### ASSIGNED TASK:
The answer should be one number, the count of lines in the data with "resumed".

### DATASET CONTENT:

-=-=-

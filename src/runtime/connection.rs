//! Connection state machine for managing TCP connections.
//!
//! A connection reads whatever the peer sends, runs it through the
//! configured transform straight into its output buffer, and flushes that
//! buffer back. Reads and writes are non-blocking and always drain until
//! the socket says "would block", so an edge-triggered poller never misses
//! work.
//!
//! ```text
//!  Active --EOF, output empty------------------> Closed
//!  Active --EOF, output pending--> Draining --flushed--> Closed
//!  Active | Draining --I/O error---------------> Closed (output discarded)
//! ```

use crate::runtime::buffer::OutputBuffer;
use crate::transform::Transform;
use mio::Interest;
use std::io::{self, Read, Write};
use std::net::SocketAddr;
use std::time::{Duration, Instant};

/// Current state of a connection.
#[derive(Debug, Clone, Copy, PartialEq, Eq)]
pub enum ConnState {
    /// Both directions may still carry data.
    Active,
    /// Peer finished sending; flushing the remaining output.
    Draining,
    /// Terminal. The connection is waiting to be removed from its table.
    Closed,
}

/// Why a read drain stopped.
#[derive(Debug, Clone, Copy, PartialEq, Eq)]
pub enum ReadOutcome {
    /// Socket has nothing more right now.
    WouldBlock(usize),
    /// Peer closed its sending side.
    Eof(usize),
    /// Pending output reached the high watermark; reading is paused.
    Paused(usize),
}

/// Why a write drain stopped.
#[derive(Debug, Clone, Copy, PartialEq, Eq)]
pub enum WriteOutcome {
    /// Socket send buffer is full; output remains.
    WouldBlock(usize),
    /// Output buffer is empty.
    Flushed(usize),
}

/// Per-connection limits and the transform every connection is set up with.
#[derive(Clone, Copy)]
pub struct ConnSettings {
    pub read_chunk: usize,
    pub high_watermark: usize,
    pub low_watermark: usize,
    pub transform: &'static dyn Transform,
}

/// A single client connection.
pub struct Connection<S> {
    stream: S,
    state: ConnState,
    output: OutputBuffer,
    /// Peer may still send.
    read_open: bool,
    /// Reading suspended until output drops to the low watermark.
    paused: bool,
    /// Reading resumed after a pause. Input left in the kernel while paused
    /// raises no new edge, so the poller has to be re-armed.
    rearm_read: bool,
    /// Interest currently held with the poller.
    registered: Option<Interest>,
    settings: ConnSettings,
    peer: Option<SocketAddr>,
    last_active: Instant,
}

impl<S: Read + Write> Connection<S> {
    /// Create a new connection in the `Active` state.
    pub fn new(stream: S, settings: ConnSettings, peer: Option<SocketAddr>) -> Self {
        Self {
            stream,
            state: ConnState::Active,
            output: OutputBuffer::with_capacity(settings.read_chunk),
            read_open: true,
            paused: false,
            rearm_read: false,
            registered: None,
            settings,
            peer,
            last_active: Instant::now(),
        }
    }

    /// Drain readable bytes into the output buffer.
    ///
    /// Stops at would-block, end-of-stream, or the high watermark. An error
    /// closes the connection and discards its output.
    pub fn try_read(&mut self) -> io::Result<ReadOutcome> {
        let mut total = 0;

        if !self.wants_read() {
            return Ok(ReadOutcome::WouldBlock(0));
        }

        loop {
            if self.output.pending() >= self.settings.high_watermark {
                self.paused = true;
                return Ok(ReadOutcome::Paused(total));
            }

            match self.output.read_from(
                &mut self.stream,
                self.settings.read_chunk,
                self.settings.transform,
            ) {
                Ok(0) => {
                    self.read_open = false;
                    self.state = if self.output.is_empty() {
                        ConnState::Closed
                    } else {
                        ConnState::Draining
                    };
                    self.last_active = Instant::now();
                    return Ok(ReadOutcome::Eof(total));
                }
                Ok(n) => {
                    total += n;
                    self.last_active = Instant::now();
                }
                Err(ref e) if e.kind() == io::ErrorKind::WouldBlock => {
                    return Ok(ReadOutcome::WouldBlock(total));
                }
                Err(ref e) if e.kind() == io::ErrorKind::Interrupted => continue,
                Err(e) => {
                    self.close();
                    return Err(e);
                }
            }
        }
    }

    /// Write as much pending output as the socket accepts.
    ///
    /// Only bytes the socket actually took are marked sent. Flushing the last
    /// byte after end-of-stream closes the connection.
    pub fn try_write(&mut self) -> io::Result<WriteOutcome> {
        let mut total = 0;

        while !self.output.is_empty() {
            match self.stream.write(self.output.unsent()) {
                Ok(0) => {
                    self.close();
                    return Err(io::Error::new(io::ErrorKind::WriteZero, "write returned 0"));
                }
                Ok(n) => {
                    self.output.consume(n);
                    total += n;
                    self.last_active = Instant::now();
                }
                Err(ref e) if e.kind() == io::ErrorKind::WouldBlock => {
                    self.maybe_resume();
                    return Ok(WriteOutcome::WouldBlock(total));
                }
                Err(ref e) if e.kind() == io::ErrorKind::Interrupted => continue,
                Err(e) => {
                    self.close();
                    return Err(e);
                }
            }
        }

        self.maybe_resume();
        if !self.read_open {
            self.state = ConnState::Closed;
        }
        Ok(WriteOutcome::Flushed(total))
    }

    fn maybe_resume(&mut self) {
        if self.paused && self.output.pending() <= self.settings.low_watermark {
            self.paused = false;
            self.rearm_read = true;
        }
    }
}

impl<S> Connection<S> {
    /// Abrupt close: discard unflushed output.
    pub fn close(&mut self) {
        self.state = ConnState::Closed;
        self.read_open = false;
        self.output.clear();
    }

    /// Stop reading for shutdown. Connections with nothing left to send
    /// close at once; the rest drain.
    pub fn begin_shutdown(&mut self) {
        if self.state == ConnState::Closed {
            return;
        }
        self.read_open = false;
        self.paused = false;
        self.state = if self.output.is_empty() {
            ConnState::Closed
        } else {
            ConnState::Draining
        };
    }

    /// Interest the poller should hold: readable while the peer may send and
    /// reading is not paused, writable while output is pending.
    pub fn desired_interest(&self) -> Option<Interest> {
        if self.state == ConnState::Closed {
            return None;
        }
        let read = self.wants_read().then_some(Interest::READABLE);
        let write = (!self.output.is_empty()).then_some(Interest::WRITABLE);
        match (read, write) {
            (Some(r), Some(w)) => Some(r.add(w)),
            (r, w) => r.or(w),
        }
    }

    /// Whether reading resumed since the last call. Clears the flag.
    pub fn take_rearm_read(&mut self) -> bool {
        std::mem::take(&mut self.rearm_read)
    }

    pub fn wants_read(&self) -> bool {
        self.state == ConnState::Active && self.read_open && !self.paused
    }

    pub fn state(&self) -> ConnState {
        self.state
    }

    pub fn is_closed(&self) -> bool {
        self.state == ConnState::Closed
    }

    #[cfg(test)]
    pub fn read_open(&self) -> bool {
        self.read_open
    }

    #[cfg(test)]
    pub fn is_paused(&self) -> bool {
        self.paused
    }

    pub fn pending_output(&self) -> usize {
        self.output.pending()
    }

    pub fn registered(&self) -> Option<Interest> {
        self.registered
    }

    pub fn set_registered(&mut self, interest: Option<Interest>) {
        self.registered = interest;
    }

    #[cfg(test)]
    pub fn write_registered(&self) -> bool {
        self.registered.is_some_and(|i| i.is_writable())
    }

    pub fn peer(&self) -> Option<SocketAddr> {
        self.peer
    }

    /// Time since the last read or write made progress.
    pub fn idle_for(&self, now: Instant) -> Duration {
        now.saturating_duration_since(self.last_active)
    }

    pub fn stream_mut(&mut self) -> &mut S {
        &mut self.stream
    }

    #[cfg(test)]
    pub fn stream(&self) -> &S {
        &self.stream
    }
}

-=-=-

### PROBLEM SOLUTION:
2